Necesitamos conectarnos a la vida. Todos buscamos encontrar la mayor alegría posible. Los más sofisticados disfrutamos también el darle alegría a quienes nos rodean. En torno a eso pensamos y deseamos cosas en todo momento. Listarlas, ordenarlas y revisarlas puede ser una manera efectiva de aprovechar y dirigir nuestra energía en cada momento.

Los invito a que hagan la suya y sea una lista viva. Que siga los lineamientos de un cronograma para un equipo de trabajo exitoso. No vale de nada hacerlos con gran esfuerzo y detalle, si no están en constante actualización, revisión y dinamismo, sino establecen metas de forma clara, medible y alcanzable. Piensen, sueñen, revivan, recuerden y escriban, pero sobretodo: ¡No engaveten! Peguen su lista en el lugar más visible que encuentren y puedan, revísenla y vayan tachando lo cumplido. Escriban cosas nuevas, especifiquen sus metas. ¡Quiero correr un maratón, quiero correr 10K, quiero correr NY! Denle vida a su lista de la única manera posible: ¡Viviendo! Como si no tuviéramos la vida por delante, sino un par de meses. Porque en realidad, no podemos saberlo.

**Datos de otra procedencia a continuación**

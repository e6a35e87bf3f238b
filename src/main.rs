use anyhow::{Context, Result};
use serenity::{model::gateway::GatewayIntents, Client};
use songbird::{SerenityInit, Songbird};
use std::sync::Arc;
use tracing::{error, info, warn};

mod audio;
mod bot;
mod config;
mod sources;
mod storage;
mod ui;

use crate::audio::{registry::SessionRegistry, voice::SongbirdGateway};
use crate::bot::AlexaBot;
use crate::config::Config;
use crate::sources::{LocalLibrary, TrackResolver, YtDlp, YtDlpResolver};
use crate::storage::JsonStorage;

#[tokio::main]
async fn main() -> Result<()> {
    tracing_subscriber::fmt()
        .with_env_filter(
            tracing_subscriber::EnvFilter::from_default_env()
                .add_directive("alexa_bot=debug".parse()?)
                .add_directive("serenity=info".parse()?)
                .add_directive("songbird=info".parse()?),
        )
        .init();

    if std::env::args().any(|arg| arg == "--health-check") {
        return health_check().await;
    }

    info!("🎵 Starting Alexa Bot v{}", env!("CARGO_PKG_VERSION"));

    let config = Config::load()?;
    info!("{}", config.summary());

    let storage = Arc::new(tokio::sync::Mutex::new(
        JsonStorage::new(config.data_dir.clone()).await?,
    ));

    let library = match config.local_music_folder.clone() {
        Some(folder) => {
            let library = tokio::task::spawn_blocking(move || LocalLibrary::scan(&folder))
                .await
                .context("local library scan panicked")?;
            info!("📚 Local library loaded with {} songs", library.len());
            Some(Arc::new(library))
        }
        None => {
            info!("📚 No local music folder set, local playback disabled");
            None
        }
    };

    let ytdlp = YtDlp::new(config.ytdlp_path.clone(), reqwest::Client::new());
    let resolver: Arc<dyn TrackResolver> =
        Arc::new(YtDlpResolver::new(ytdlp, config.max_playlist_size));

    let registry = SessionRegistry::new(config.session_settings());
    let songbird = Songbird::serenity();
    let gateway = Arc::new(SongbirdGateway::new(Arc::clone(&songbird)));

    let intents = GatewayIntents::GUILDS
        | GatewayIntents::GUILD_VOICE_STATES
        | GatewayIntents::GUILD_MESSAGES
        | GatewayIntents::MESSAGE_CONTENT;

    let token = config.discord_token.clone();
    let handler = AlexaBot::new(
        config,
        storage,
        registry.clone(),
        resolver,
        library,
        gateway,
    );

    let mut client = Client::builder(&token, intents)
        .event_handler(handler)
        .register_songbird_with(songbird)
        .await?;

    let shard_manager = client.shard_manager.clone();
    tokio::spawn(async move {
        if let Err(e) = tokio::signal::ctrl_c().await {
            error!("Error listening for Ctrl+C: {:?}", e);
            return;
        }
        warn!("⚠️ Shutdown signal received, closing...");
        registry.clear().await;
        shard_manager.shutdown_all().await;
    });

    info!("🚀 Bot started");
    if let Err(why) = client.start().await {
        error!("Client error: {:?}", why);
    }

    Ok(())
}

async fn health_check() -> Result<()> {
    let yt_dlp = async_process::Command::new("yt-dlp")
        .arg("--version")
        .output()
        .await?;

    let ffmpeg = async_process::Command::new("ffmpeg")
        .arg("-version")
        .output()
        .await?;

    if yt_dlp.status.success() && ffmpeg.status.success() {
        println!("OK");
        Ok(())
    } else {
        anyhow::bail!("yt-dlp or ffmpeg is missing");
    }
}
use serenity::model::id::GuildId;
use tokio::sync::Mutex;
use tracing::info;

use crate::{
    audio::error::PlayerError,
    storage::{JsonStorage, DEFAULT_PREFIX, MAX_PREFIX_LEN},
};

/// `/prefix [prefix]`: shows the guild's command prefix, or replaces it.
pub async fn prefix(
    storage: &Mutex<JsonStorage>,
    guild_id: GuildId,
    new_prefix: Option<&str>,
) -> Result<String, PlayerError> {
    let Some(new_prefix) = new_prefix else {
        let current = storage.lock().await.prefix(guild_id.get()).to_string();
        return Ok(format!("The prefix here is `{}`.", current));
    };

    let new_prefix = new_prefix.trim();
    if new_prefix.is_empty() || new_prefix.contains('`') {
        return Err(PlayerError::InvalidQuery("That isn't a usable prefix.".to_string()));
    }
    if new_prefix.chars().count() > MAX_PREFIX_LEN {
        return Err(PlayerError::InvalidQuery(format!(
            "Prefixes can be at most {} characters long.",
            MAX_PREFIX_LEN
        )));
    }

    let stored = (new_prefix != DEFAULT_PREFIX).then(|| new_prefix.to_string());
    storage
        .lock()
        .await
        .set_prefix(guild_id.get(), stored)
        .await?;
    info!("🔤 Prefix for guild {} set to {}", guild_id, new_prefix);
    Ok(format!("Prefix set to `{}`.", new_prefix))
}
pub mod embeds;
//! Maps OpenWeather condition codes to a display category.
//!
//! See <https://openweathermap.org/weather-conditions#Weather-Condition-Codes-2>.

/// Fixed palette the presenter knows how to render.
#[derive(Debug, Clone, Copy, PartialEq, Eq)]
pub enum ColorToken {
    Red,
    Cyan,
    Blue,
    DarkGray,
    Green,
    Yellow,
    White,
    Magenta,
}

#[derive(Debug, Clone, Copy, PartialEq, Eq)]
pub enum Condition {
    Thunderstorm,
    Drizzle,
    Rain,
    Snow,
    Atmosphere,
    Clear,
    Cloudy,
    /// Codes the table does not know, e.g. ones added upstream later.
    Unknown,
}

#[derive(Debug, Clone, Copy, PartialEq, Eq)]
pub struct DisplayParams {
    pub condition: Condition,
    pub symbol: &'static str,
    pub color: ColorToken,
}

const fn params(condition: Condition, symbol: &'static str, color: ColorToken) -> DisplayParams {
    DisplayParams { condition, symbol, color }
}

/// `(lower inclusive, upper exclusive, params)`, scanned in order.
const CONDITION_TABLE: [(i64, i64, DisplayParams); 7] = [
    (200, 300, params(Condition::Thunderstorm, "💥", ColorToken::Red)),
    (300, 400, params(Condition::Drizzle, "💧", ColorToken::Cyan)),
    (500, 600, params(Condition::Rain, "💦", ColorToken::Blue)),
    (600, 700, params(Condition::Snow, "⛄️", ColorToken::DarkGray)),
    (700, 800, params(Condition::Atmosphere, "🌀", ColorToken::Green)),
    (800, 801, params(Condition::Clear, "🔆", ColorToken::Yellow)),
    (801, 900, params(Condition::Cloudy, "💨", ColorToken::White)),
];

const FALLBACK: DisplayParams = params(Condition::Unknown, "🌈", ColorToken::Magenta);

/// Total over all integers; anything outside the table gets [`FALLBACK`].
pub fn classify(code: i64) -> DisplayParams {
    CONDITION_TABLE
        .iter()
        .find(|(lo, hi, _)| (*lo..*hi).contains(&code))
        .map_or(FALLBACK, |(_, _, params)| *params)
}
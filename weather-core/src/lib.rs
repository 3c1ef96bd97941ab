//! Core library for the `weather` CLI.
//!
//! This crate defines:
//! - Configuration & credentials handling
//! - Query construction for the OpenWeather current-weather endpoint
//! - The HTTP client and its error classification
//! - Condition-code classification for display
//!
//! It is used by `weather-cli`, but can also be reused by other binaries or services.

pub mod client;
pub mod condition;
pub mod config;
pub mod error;
pub mod model;
pub mod query;

pub use client::{HttpTransport, RawResponse, Transport, WeatherClient};
pub use condition::{ColorToken, Condition, DisplayParams, classify};
pub use config::{ApiKey, Config, load_credential};
pub use error::{ConfigError, NetworkError, NetworkErrorKind};
pub use model::{Units, WeatherRecord, WeatherRequest};
pub use query::{BASE_WEATHER_API_URL, QueryUrl, build_query};
use std::fmt;

/// Temperature convention requested from the upstream service.
#[derive(Debug, Clone, Copy, PartialEq, Eq, Default)]
pub enum Units {
    #[default]
    Metric,
    Imperial,
}

impl Units {
    pub fn from_imperial_flag(imperial: bool) -> Self {
        if imperial { Units::Imperial } else { Units::Metric }
    }

    /// Value of the `units` query parameter.
    pub fn as_str(&self) -> &'static str {
        match self {
            Units::Metric => "metric",
            Units::Imperial => "imperial",
        }
    }

    /// Temperature suffix letter, `C` or `F`.
    pub fn temperature_symbol(&self) -> char {
        match self {
            Units::Metric => 'C',
            Units::Imperial => 'F',
        }
    }
}

impl fmt::Display for Units {
    fn fmt(&self, f: &mut fmt::Formatter<'_>) -> fmt::Result {
        f.write_str(self.as_str())
    }
}

#[derive(Debug, Clone, PartialEq, Eq)]
pub struct WeatherRequest {
    pub city: String,
    pub units: Units,
}

impl WeatherRequest {
    /// Joins city word tokens with single spaces.
    pub fn new<S: AsRef<str>>(city_words: &[S], units: Units) -> Self {
        let city = city_words.iter().map(AsRef::as_ref).collect::<Vec<_>>().join(" ");
        Self { city, units }
    }
}

/// Current conditions for one city, as decoded from the service.
#[derive(Debug, Clone, PartialEq)]
pub struct WeatherRecord {
    pub city_name: String,
    pub condition_code: i64,
    pub condition_description: String,
    pub temperature: f64,
}
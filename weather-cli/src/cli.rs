use std::path::PathBuf;

use anyhow::Context;
use clap::{ArgAction, Parser};
use tracing::info;
use weather_core::{Config, Units, WeatherClient, WeatherRequest, build_query, classify};

use crate::display::Presenter;

/// Top-level CLI struct.
#[derive(Debug, Parser)]
#[command(
    name = "weather",
    version,
    about = "Getting weather and temperature information of a city"
)]
pub struct Cli {
    /// City name; several words are joined with spaces, e.g. `New York`.
    #[arg(required = true, num_args = 1.., value_name = "CITY")]
    pub city: Vec<String>,

    /// Display the temperature in imperial units.
    #[arg(short, long)]
    pub imperial: bool,

    /// Config file holding the `[openweather]` API key.
    #[arg(long, env = "WEATHER_CONFIG", value_name = "PATH")]
    pub config: Option<PathBuf>,

    /// Log more to stderr (-v info, -vv debug, -vvv trace).
    #[arg(short, long, action = ArgAction::Count)]
    pub verbose: u8,
}

impl Cli {
    pub fn request(&self) -> WeatherRequest {
        WeatherRequest::new(&self.city, Units::from_imperial_flag(self.imperial))
    }

    pub async fn run(self) -> anyhow::Result<()> {
        let request = self.request();

        let config = Config::load(self.config.as_deref())?;
        let url = build_query(&request, config.credential()?, config.base_url());

        info!(city = %request.city, units = %request.units, "fetching current weather");
        let record = WeatherClient::http().fetch_weather(&url).await?;

        let display = classify(record.condition_code);
        let presenter = Presenter::new(config.padding());
        presenter
            .present(&mut std::io::stdout().lock(), &record, request.units, display)
            .context("Failed to write the weather report to stdout")?;

        Ok(())
    }
}
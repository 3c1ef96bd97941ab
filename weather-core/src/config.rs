use directories::ProjectDirs;
use serde::Deserialize;
use std::{
    fmt, fs,
    path::{Path, PathBuf},
};
use tracing::debug;

use crate::{error::ConfigError, query::BASE_WEATHER_API_URL};

/// File looked up in the working directory when no path is given.
pub const LOCAL_CONFIG_FILE: &str = "secrets.toml";

/// Default column width used when centering output fields.
pub const DEFAULT_PADDING: usize = 20;

/// OpenWeather API key. `Debug` never shows the value.
#[derive(Clone, PartialEq, Eq, Deserialize)]
#[serde(transparent)]
pub struct ApiKey(String);

impl ApiKey {
    pub fn new(key: impl Into<String>) -> Self {
        Self(key.into())
    }

    pub fn expose(&self) -> &str {
        &self.0
    }
}

impl fmt::Debug for ApiKey {
    fn fmt(&self, f: &mut fmt::Formatter<'_>) -> fmt::Result {
        f.write_str("ApiKey(***)")
    }
}

/// The `[openweather]` section.
#[derive(Debug, Clone, Deserialize)]
pub struct OpenWeatherConfig {
    pub api_key: Option<ApiKey>,

    #[serde(default = "default_base_url")]
    pub base_url: String,
}

#[derive(Debug, Clone, Deserialize)]
pub struct DisplayConfig {
    #[serde(default = "default_padding")]
    pub padding: usize,
}

impl Default for DisplayConfig {
    fn default() -> Self {
        Self { padding: DEFAULT_PADDING }
    }
}

/// Top-level configuration stored on disk.
///
/// Example TOML:
/// ```toml
/// [openweather]
/// api_key = "..."
///
/// [display]
/// padding = 20
/// ```
#[derive(Debug, Clone, Deserialize, Default)]
pub struct Config {
    pub openweather: Option<OpenWeatherConfig>,

    #[serde(default)]
    pub display: DisplayConfig,

    #[serde(skip)]
    source: PathBuf,
}

fn default_base_url() -> String {
    BASE_WEATHER_API_URL.to_string()
}

fn default_padding() -> usize {
    DEFAULT_PADDING
}

impl Config {
    /// Load config from `explicit` if given, otherwise from the
    /// discovered location.
    ///
    /// A missing file is an error: the tool cannot run without a key.
    pub fn load(explicit: Option<&Path>) -> Result<Self, ConfigError> {
        let path = match explicit {
            Some(path) => path.to_path_buf(),
            None => Self::discover()?,
        };

        Self::load_from(&path)
    }

    pub fn load_from(path: &Path) -> Result<Self, ConfigError> {
        debug!(path = %path.display(), "loading config");

        let contents = fs::read_to_string(path).map_err(|source| {
            if source.kind() == std::io::ErrorKind::NotFound {
                ConfigError::Missing { path: path.to_path_buf() }
            } else {
                ConfigError::Read { path: path.to_path_buf(), source }
            }
        })?;

        Self::parse(&contents, path)
    }

    /// Parse TOML contents; `path` is only used for diagnostics.
    pub fn parse(contents: &str, path: &Path) -> Result<Self, ConfigError> {
        let mut cfg: Config = toml::from_str(contents).map_err(|err: toml::de::Error| {
            let offset = err.span().map_or(0, |span| span.start);
            let (line, column) = line_column(contents, offset);
            ConfigError::Parse { path: path.to_path_buf(), line, column }
        })?;
        cfg.source = path.to_path_buf();

        Ok(cfg)
    }

    /// `./secrets.toml` if it exists, else the per-user config file
    /// (returned even when absent so the error names it).
    fn discover() -> Result<PathBuf, ConfigError> {
        let local = PathBuf::from(LOCAL_CONFIG_FILE);
        if local.is_file() {
            return Ok(local);
        }

        Self::config_file_path()
    }

    /// Path to the per-user config file.
    pub fn config_file_path() -> Result<PathBuf, ConfigError> {
        let dirs = ProjectDirs::from("dev", "weather-task", "weather-cli")
            .ok_or(ConfigError::NoConfigDir)?;

        Ok(dirs.config_dir().join("config.toml"))
    }

    fn openweather_section(&self) -> Result<&OpenWeatherConfig, ConfigError> {
        self.openweather
            .as_ref()
            .ok_or_else(|| ConfigError::MissingSection { path: self.source.clone() })
    }

    /// The stored API key. Empty keys count as missing.
    pub fn credential(&self) -> Result<&ApiKey, ConfigError> {
        self.openweather_section()?
            .api_key
            .as_ref()
            .filter(|key| !key.expose().trim().is_empty())
            .ok_or_else(|| ConfigError::MissingKey { path: self.source.clone() })
    }

    /// Endpoint to query; the public OpenWeather endpoint unless overridden.
    pub fn base_url(&self) -> &str {
        self.openweather
            .as_ref()
            .map_or(BASE_WEATHER_API_URL, |ow| ow.base_url.as_str())
    }

    pub fn padding(&self) -> usize {
        self.display.padding
    }
}

/// 1-based line and column of a byte offset.
fn line_column(contents: &str, offset: usize) -> (usize, usize) {
    let before = contents.get(..offset).unwrap_or(contents);
    let line = before.matches('\n').count() + 1;
    let column = before.rsplit('\n').next().map_or(0, |l| l.chars().count()) + 1;

    (line, column)
}

/// Load the config and pull the credential out of it in one step.
pub fn load_credential(explicit: Option<&Path>) -> Result<ApiKey, ConfigError> {
    Config::load(explicit)?.credential().cloned()
}

#[cfg(test)]
mod tests {
    use super::*;
    use std::io::Write;

    fn parse(contents: &str) -> Result<Config, ConfigError> {
        Config::parse(contents, Path::new("secrets.toml"))
    }

    #[test]
    fn credential_is_read_from_openweather_section() {
        let cfg = parse("[openweather]\napi_key = \"KEY123\"\n").expect("valid config");

        assert_eq!(cfg.credential().expect("key present").expose(), "KEY123");
        assert_eq!(cfg.base_url(), BASE_WEATHER_API_URL);
        assert_eq!(cfg.padding(), DEFAULT_PADDING);
    }

    #[test]
    fn optional_settings_override_defaults() {
        let cfg = parse(
            "[openweather]\napi_key = \"K\"\nbase_url = \"http://127.0.0.1:9/weather\"\n\n[display]\npadding = 12\n",
        )
        .expect("valid config");

        assert_eq!(cfg.base_url(), "http://127.0.0.1:9/weather");
        assert_eq!(cfg.padding(), 12);
    }

    #[test]
    fn missing_section_is_reported() {
        let cfg = parse("[display]\npadding = 10\n").expect("valid toml");
        let err = cfg.credential().unwrap_err();

        assert!(matches!(err, ConfigError::MissingSection { .. }));
        assert!(err.to_string().contains("[openweather]"));
    }

    #[test]
    fn missing_or_blank_key_is_reported() {
        let cfg = parse("[openweather]\n").expect("valid toml");
        assert!(matches!(cfg.credential(), Err(ConfigError::MissingKey { .. })));

        let cfg = parse("[openweather]\napi_key = \"  \"\n").expect("valid toml");
        assert!(matches!(cfg.credential(), Err(ConfigError::MissingKey { .. })));
    }

    #[test]
    fn malformed_toml_is_a_parse_error() {
        let err = parse("[openweather\napi_key = ").unwrap_err();
        assert!(matches!(err, ConfigError::Parse { .. }));
    }

    #[test]
    fn parse_error_points_at_the_line_without_quoting_it() {
        let err = parse("[openweather]\napi_key = \"SECRETKEY123\n").unwrap_err();

        assert!(matches!(err, ConfigError::Parse { line: 2, .. }));
        let msg = err.to_string();
        assert!(msg.contains("line 2"), "{msg}");
        assert!(!msg.contains("SECRETKEY123"), "{msg}");
        assert!(!format!("{err:?}").contains("SECRETKEY123"));
    }

    #[test]
    fn line_column_counts_from_one() {
        assert_eq!(line_column("abc", 0), (1, 1));
        assert_eq!(line_column("ab\ncd", 4), (2, 2));
        assert_eq!(line_column("é\nx", 99), (2, 2));
    }

    #[test]
    fn missing_file_is_reported_with_its_path() {
        let dir = tempfile::tempdir().expect("tempdir");
        let path = dir.path().join("nope.toml");

        let err = Config::load(Some(&path)).unwrap_err();

        assert!(matches!(err, ConfigError::Missing { .. }));
        assert!(err.to_string().contains("nope.toml"));
    }

    #[test]
    fn load_credential_reads_explicit_file() {
        let mut file = tempfile::NamedTempFile::new().expect("temp file");
        writeln!(file, "[openweather]\napi_key = \"FROM_DISK\"").expect("write");

        let key = load_credential(Some(file.path())).expect("credential");

        assert_eq!(key.expose(), "FROM_DISK");
    }

    #[test]
    fn api_key_debug_is_redacted() {
        let key = ApiKey::new("SECRET");
        assert!(!format!("{key:?}").contains("SECRET"));
    }
}
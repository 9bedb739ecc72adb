//! End-to-end per-invocation mode scenarios (spec §8 scenarios 3, 4, 6),
//! driven against a real traced child via real ptrace, using
//! [`perfregion::counters::NullEvents`] so the test has no dependency on
//! `perf_event_open` permissions.

mod common;

use perfregion::buffer::SampleBuffer;
use perfregion::counters::NullEvents;
use perfregion::engine::{self, per_invocation, TerminationReason};
use perfregion::report::TableFormatter;

fn count_rows(report: &[u8]) -> usize {
    // One header line plus one line per sample; the fixture's
    // `TableFormatter` never emits a header on an empty batch.
    String::from_utf8_lossy(report).lines().count()
}

#[test]
fn loop_of_five_produces_five_samples() {
    let fixture = common::spawn_fixture(5);
    let mut counters = NullEvents;
    let mut buffer = SampleBuffer::new();
    let mut out = Vec::new();
    let mut formatter = TableFormatter::new(&mut out);

    let reason = per_invocation::run(
        fixture.pid,
        &mut counters,
        &mut buffer,
        &mut formatter,
        fixture.addr_start,
        fixture.addr_end,
        u32::MAX,
    )
    .expect("engine run");

    assert!(matches!(reason, TerminationReason::Completed));
    assert_eq!(buffer.sample_count(), 5);
    assert_eq!(buffer.flushed_count(), 5);
    // header + 5 rows.
    assert_eq!(count_rows(&out), 6);
}

#[test]
fn max_samples_cap_stops_the_tracee_early() {
    let fixture = common::spawn_fixture(100);
    let mut counters = NullEvents;
    let mut buffer = SampleBuffer::new();
    let mut out = Vec::new();
    let mut formatter = TableFormatter::new(&mut out);

    let reason = per_invocation::run(
        fixture.pid,
        &mut counters,
        &mut buffer,
        &mut formatter,
        fixture.addr_start,
        fixture.addr_end,
        10,
    )
    .expect("engine run");

    assert!(matches!(reason, TerminationReason::Completed));
    assert_eq!(buffer.sample_count(), 10);
}

#[test]
fn buffer_overflow_flushes_in_batches() {
    let fixture = common::spawn_fixture(9);
    let mut counters = NullEvents;
    let mut buffer = SampleBuffer::with_capacity(4);
    let mut out = Vec::new();
    let mut formatter = TableFormatter::new(&mut out);

    engine::per_invocation::run(
        fixture.pid,
        &mut counters,
        &mut buffer,
        &mut formatter,
        fixture.addr_start,
        fixture.addr_end,
        u32::MAX,
    )
    .expect("engine run");

    assert_eq!(buffer.sample_count(), 9);
    assert_eq!(buffer.flushed_count(), 9);
    // One header line, emitted only on the first of the three flushes
    // (4 + 4 + 1 samples), plus 9 sample rows.
    assert_eq!(count_rows(&out), 10);
}
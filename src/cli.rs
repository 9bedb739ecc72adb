//! Ambient CLI surface (spec §6's input record; argument *semantics*
//! beyond that field list are explicitly out of scope for the spec, so
//! this is ordinary `clap` derive usage, modernized from the teacher's
//! `structopt` idiom).

use std::path::PathBuf;

use clap::Parser;

use crate::engine::Mode;

#[derive(Parser, Debug)]
#[command(
    name = "perfregion",
    about = "Region-bounded hardware performance-counter sampler",
    trailing_var_arg = true
)]
pub struct Cli {
    /// Start address of the measured region, hex (e.g. 0x401020).
    #[arg(long, value_parser = parse_hex_addr)]
    pub begin: Option<u64>,

    /// End address of the measured region, hex.
    #[arg(long, value_parser = parse_hex_addr)]
    pub end: Option<u64>,

    /// Inclusive cap on the number of per-invocation samples.
    #[arg(long = "max-samples")]
    pub max_samples: Option<u32>,

    /// Wall-clock seconds before global mode is cut short. 0 (default)
    /// means no alarm.
    #[arg(long)]
    pub timeout: Option<u32>,

    /// Output path for the report; standard error if omitted.
    #[arg(long)]
    pub output: Option<PathBuf>,

    /// The traced program and its own arguments.
    #[arg(required = true, allow_hyphen_values = true)]
    pub program_argv: Vec<String>,
}

fn parse_hex_addr(s: &str) -> Result<u64, String> {
    let trimmed = s.strip_prefix("0x").or_else(|| s.strip_prefix("0X")).unwrap_or(s);
    u64::from_str_radix(trimmed, 16).map_err(|e| format!("invalid hex address {s:?}: {e}"))
}

impl Cli {
    /// Resolves the engine mode from `--begin`/`--end` (spec §6: both
    /// present and nonzero selects per-invocation mode; otherwise
    /// global).
    pub fn mode(&self) -> Mode {
        match (self.begin, self.end) {
            (Some(start), Some(end)) if start != 0 && end != 0 => Mode::PerInvocation {
                addr_start: start,
                addr_end: end,
                max_samples: self.max_samples.unwrap_or(u32::MAX),
            },
            _ => Mode::Global {
                timeout_seconds: self.timeout.filter(|&t| t != 0),
            },
        }
    }
}
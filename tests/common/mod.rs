//! Shared harness for the integration tests: launches the fixture binary
//! under ptrace with ASLR disabled and its stdout piped back to the test,
//! so marker-function addresses can be read out before any breakpoint is
//! installed. Kept out of `src/launch.rs` because ASLR-disabling and
//! stdout redirection are test-only concerns, not part of the engine's
//! own contract.

use std::ffi::CString;
use std::fs::File;
use std::io::{BufRead, BufReader};
use std::os::unix::io::FromRawFd;

use nix::sys::ptrace;
use nix::sys::signal::Signal;
use nix::sys::wait::{waitpid, WaitStatus};
use nix::unistd::{close, dup2, execv, fork, pipe, ForkResult, Pid};

/// A fixture process, already traced and stopped right after it printed
/// its marker addresses (via a self-raised `SIGSTOP`).
pub struct TracedFixture {
    pub pid: Pid,
    pub addr_start: u64,
    pub addr_end: u64,
}

/// Forks and execs `tests/fixtures/loop_target.rs` (built as the
/// `loop_target_fixture` bin target), with `iterations` passed as its
/// sole argument. Blocks until the fixture has printed its marker
/// addresses and stopped itself.
pub fn spawn_fixture(iterations: u32) -> TracedFixture {
    let exe = env!("CARGO_BIN_EXE_loop_target_fixture");
    let (read_fd, write_fd) = pipe().expect("pipe");

    match unsafe { fork() }.expect("fork") {
        ForkResult::Child => {
            close(read_fd).ok();
            dup2(write_fd, 1).expect("dup2 stdout");
            close(write_fd).ok();

            unsafe {
                libc::personality(libc::ADDR_NO_RANDOMIZE as u64);
            }
            ptrace::traceme().expect("traceme");

            let path = CString::new(exe).unwrap();
            let arg0 = path.clone();
            let arg1 = CString::new(iterations.to_string()).unwrap();
            let _ = execv(&path, &[arg0, arg1]);
            std::process::exit(127);
        }
        ForkResult::Parent { child } => {
            close(write_fd).ok();

            match waitpid(child, None).expect("wait for initial stop") {
                WaitStatus::Stopped(_, Signal::SIGTRAP) => {}
                other => panic!("unexpected initial stop: {other:?}"),
            }

            ptrace::cont(child, None).expect("cont to marker print");

            match waitpid(child, None).expect("wait for self-raised stop") {
                WaitStatus::Stopped(_, Signal::SIGSTOP) => {}
                other => panic!("unexpected stop waiting for markers: {other:?}"),
            }

            let mut reader = BufReader::new(unsafe { File::from_raw_fd(read_fd) });
            let mut line = String::new();
            reader.read_line(&mut line).expect("read marker line");
            let mut parts = line.trim().split_whitespace();
            let addr_start = u64::from_str_radix(parts.next().unwrap(), 16).unwrap();
            let addr_end = u64::from_str_radix(parts.next().unwrap(), 16).unwrap();

            TracedFixture {
                pid: child,
                addr_start,
                addr_end,
            }
        }
    }
}
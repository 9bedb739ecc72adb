//! Integration-test fixture: prints the addresses of two marker
//! functions, then calls them back-to-back some number of times. A test
//! harness uses the printed addresses as `addr_start`/`addr_end` without
//! having to hard-code anything linker- or ASLR-dependent.

use std::hint::black_box;
use std::io::Write;

#[inline(never)]
#[no_mangle]
pub extern "C" fn perfregion_fixture_region_start() {
    black_box(());
}

#[inline(never)]
#[no_mangle]
pub extern "C" fn perfregion_fixture_region_end() {
    black_box(());
}

fn main() {
    let iterations: usize = std::env::args()
        .nth(1)
        .and_then(|s| s.parse().ok())
        .unwrap_or(5);

    let start = perfregion_fixture_region_start as usize;
    let end = perfregion_fixture_region_end as usize;
    println!("{start:x} {end:x}");
    std::io::stdout().flush().expect("stdout flush");

    // Give the harness a chance to read the marker addresses before any
    // breakpoint gets installed: stop ourselves and wait to be resumed.
    unsafe {
        libc::raise(libc::SIGSTOP);
    }

    for _ in 0..iterations {
        perfregion_fixture_region_start();
        black_box(17u64.wrapping_mul(31));
        perfregion_fixture_region_end();
    }
}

Comparto la mía de hoy. Mi Lista de Vida:

1. Disfrutar muchos años junto a mis hijas

2. Vivir enamorada y enamorándome

3. Volver a Boston

4. Visitar a mi prima en sus misiones de la UNESCO en muchas partes del mundo

5. Visitar a Karla en Serbia y a Alina en CA

6. Comunicarme con mis seres queridos que ya no están, aunque sea en sueños

7. Conocer Machu Pichu

8. Visitar a Rox y Roberto en DC

9. Seguir programando, desarrollando software y explorando nuevas tecnologías

10. Asistir a seminarios, ferias y muchos eventos especializados en mis temas de interés

11. Practicar yoga. Llegar a tocarme la punta de los pies con las piernas estiradas

12. Meditar. Ver colores y sentir que floto, sin noción de tiempo, ni espacio. Sin uso de químicos, ni plantas

13. Aprender a tocar el piano

14. Aprender francés

15. Mejorar mi italiano y perfeccionar mi inglés

16. Crear una marca y un proyecto reconocido en educación temprana y promoción de lectura

17. Estudiar psicología y tener oportunidad de establecer una consulta

18. Escribir constantemente. Ser publicada, leída y referida

19. Leer. Siempre estar ansiosa por regresar a casa a seguir leyendo ese libro espectacular que estoy por terminar y pensar en el siguiente, pero sin querer despedir el actual.

20. Viajar con mis hijas

21. Tener una casa frente al mar y windsurfear y bucear cada vez que desee

22. Ser la primera en saber las noticias importantes de mis hijas y participar en sus vidas siempre

23. Disfrutar de mis nietos tanto como disfruto de mis hijas

24. Tener salud, estar en forma y disfrutar de unas finanzas estables que permitan todo lo anterior
 
25. Morir como dice Milagros Socorro: " ... a manos de un amante celoso, a los 89 años (o más) y con toda razón."